• **Material provided**:
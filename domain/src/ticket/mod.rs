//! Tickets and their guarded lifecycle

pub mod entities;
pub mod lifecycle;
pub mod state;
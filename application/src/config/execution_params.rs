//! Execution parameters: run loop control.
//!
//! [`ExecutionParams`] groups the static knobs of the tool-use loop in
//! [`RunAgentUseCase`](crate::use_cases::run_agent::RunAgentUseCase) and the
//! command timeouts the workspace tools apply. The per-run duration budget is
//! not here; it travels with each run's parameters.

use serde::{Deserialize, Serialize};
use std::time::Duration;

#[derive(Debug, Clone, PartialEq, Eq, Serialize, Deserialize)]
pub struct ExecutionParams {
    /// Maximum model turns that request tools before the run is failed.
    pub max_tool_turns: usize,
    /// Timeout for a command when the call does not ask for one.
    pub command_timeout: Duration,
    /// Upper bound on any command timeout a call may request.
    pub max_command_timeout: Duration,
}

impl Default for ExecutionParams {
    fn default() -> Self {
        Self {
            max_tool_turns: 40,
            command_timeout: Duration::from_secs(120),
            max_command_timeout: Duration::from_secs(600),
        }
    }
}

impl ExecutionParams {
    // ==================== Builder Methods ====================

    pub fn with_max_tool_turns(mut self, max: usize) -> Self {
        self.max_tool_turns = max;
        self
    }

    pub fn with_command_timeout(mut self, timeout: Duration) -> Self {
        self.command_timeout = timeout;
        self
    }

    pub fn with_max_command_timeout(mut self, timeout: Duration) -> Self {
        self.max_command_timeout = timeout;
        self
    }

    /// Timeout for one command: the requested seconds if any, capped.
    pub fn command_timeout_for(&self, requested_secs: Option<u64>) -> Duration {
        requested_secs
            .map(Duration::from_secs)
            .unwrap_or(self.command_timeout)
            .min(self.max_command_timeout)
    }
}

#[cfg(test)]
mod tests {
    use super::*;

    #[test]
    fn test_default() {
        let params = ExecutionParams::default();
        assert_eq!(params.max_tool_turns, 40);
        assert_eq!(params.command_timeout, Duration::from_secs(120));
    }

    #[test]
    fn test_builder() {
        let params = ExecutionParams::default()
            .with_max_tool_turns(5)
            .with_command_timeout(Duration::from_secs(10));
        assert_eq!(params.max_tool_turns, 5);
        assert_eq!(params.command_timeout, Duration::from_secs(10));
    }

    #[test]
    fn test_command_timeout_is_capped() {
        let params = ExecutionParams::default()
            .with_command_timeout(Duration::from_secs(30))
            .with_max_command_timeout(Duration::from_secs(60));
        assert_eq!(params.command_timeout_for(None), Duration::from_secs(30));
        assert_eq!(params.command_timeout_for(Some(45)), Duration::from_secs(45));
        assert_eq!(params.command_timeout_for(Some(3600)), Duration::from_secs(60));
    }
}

• **Problem to solve**:
A single number is the answer here: the count of lines in the material above holding the string "ExecutionParams".

• **Your solution**:
7